[Data extract]

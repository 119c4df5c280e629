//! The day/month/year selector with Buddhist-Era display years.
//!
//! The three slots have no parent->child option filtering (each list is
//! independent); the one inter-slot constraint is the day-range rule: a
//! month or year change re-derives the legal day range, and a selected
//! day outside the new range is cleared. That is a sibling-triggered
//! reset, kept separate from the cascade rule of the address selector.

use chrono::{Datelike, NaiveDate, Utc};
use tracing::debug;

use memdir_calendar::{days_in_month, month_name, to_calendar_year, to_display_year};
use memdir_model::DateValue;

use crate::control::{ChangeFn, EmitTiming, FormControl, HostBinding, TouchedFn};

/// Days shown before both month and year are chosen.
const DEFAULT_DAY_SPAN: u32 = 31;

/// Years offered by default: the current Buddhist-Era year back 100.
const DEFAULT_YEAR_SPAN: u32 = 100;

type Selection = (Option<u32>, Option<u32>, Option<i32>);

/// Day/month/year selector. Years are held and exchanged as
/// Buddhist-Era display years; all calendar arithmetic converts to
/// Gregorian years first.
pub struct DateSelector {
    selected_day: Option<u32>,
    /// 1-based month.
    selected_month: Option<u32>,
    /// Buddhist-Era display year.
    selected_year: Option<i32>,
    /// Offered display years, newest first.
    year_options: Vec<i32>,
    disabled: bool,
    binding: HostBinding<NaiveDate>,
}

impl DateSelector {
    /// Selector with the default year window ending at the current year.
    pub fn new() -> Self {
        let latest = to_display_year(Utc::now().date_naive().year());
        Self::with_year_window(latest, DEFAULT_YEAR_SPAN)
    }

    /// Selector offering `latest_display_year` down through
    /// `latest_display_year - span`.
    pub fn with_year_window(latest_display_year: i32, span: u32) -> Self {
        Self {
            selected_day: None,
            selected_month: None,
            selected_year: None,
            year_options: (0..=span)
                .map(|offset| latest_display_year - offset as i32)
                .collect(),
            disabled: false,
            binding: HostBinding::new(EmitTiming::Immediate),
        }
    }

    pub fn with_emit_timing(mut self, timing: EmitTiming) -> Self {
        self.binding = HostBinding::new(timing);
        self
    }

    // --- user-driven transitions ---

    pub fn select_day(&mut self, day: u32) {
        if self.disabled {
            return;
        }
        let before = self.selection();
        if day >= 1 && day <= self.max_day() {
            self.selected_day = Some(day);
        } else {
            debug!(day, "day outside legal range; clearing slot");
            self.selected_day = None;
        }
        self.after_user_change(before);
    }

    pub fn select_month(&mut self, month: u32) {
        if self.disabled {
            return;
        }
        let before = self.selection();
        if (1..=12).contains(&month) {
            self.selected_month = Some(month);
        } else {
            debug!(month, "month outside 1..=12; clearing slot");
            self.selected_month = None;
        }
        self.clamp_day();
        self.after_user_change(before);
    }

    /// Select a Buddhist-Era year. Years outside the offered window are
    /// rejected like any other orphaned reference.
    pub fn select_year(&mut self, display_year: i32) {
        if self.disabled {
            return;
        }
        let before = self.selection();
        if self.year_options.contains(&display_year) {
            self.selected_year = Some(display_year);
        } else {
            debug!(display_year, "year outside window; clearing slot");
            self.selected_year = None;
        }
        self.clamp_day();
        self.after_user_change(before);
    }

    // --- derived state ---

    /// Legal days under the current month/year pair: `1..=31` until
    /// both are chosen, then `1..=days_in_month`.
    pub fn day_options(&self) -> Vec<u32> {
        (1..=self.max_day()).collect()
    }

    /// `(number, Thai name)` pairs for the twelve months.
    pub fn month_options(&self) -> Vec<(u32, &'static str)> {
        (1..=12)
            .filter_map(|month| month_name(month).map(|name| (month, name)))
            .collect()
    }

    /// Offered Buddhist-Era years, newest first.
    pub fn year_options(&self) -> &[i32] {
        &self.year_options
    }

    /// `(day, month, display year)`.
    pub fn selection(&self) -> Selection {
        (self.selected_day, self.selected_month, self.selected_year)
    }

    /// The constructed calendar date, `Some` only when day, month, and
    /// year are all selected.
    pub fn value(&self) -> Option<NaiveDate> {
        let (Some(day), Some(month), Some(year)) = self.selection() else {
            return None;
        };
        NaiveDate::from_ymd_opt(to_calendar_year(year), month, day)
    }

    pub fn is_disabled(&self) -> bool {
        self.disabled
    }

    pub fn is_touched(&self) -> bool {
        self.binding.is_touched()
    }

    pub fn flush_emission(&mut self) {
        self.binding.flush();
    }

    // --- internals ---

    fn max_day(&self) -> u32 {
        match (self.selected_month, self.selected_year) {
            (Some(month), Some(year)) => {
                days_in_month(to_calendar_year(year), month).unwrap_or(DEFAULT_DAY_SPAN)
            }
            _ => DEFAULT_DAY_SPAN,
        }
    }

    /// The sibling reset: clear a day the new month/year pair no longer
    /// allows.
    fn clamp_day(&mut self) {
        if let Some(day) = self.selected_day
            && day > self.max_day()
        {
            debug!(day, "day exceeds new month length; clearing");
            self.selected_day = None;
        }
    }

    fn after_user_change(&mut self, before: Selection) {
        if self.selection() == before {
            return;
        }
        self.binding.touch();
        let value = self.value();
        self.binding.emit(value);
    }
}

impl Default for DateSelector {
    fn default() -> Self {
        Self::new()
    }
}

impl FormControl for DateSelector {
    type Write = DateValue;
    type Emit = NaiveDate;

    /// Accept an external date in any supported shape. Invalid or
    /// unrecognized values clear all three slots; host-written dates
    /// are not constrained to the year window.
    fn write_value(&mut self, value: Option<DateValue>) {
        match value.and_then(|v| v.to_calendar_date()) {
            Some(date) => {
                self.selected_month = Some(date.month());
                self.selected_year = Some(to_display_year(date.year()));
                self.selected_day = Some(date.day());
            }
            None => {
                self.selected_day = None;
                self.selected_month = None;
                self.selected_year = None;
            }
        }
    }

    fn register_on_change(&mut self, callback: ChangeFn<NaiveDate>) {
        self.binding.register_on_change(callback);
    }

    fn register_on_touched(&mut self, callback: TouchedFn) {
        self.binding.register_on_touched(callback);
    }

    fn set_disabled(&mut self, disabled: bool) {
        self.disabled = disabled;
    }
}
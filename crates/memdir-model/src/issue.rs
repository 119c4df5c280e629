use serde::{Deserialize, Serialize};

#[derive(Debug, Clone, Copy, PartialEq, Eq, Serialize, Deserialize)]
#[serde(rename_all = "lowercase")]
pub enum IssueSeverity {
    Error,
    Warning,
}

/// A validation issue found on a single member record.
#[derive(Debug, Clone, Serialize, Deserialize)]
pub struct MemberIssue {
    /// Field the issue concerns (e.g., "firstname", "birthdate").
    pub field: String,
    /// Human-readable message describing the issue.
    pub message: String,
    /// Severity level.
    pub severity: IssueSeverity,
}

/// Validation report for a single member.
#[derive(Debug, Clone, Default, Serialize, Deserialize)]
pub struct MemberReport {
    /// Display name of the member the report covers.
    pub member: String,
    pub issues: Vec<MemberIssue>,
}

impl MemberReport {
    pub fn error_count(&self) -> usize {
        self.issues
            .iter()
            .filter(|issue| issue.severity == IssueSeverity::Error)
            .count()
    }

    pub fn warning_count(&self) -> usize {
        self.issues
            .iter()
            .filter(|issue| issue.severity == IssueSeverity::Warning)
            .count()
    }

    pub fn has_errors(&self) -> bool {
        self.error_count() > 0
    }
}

[/Data extract]

• **How to complete this task**: All lines in the data above from the one with "const DEFAULT_DAY_SPAN: u32 = 31;" through the one with "year_options: (0..=span)" must be repeated exactly, and no others.

• **Written solution**:
const DEFAULT_DAY_SPAN: u32 = 31;

/// Years offered by default: the current Buddhist-Era year back 100.
const DEFAULT_YEAR_SPAN: u32 = 100;

type Selection = (Option<u32>, Option<u32>, Option<i32>);

/// Day/month/year selector. Years are held and exchanged as
/// Buddhist-Era display years; all calendar arithmetic converts to
/// Gregorian years first.
pub struct DateSelector {
    selected_day: Option<u32>,
    /// 1-based month.
    selected_month: Option<u32>,
    /// Buddhist-Era display year.
    selected_year: Option<i32>,
    /// Offered display years, newest first.
    year_options: Vec<i32>,
    disabled: bool,
    binding: HostBinding<NaiveDate>,
}

impl DateSelector {
    /// Selector with the default year window ending at the current year.
    pub fn new() -> Self {
        let latest = to_display_year(Utc::now().date_naive().year());
        Self::with_year_window(latest, DEFAULT_YEAR_SPAN)
    }

    /// Selector offering `latest_display_year` down through
    /// `latest_display_year - span`.
    pub fn with_year_window(latest_display_year: i32, span: u32) -> Self {
        Self {
            selected_day: None,
            selected_month: None,
            selected_year: None,
            year_options: (0..=span)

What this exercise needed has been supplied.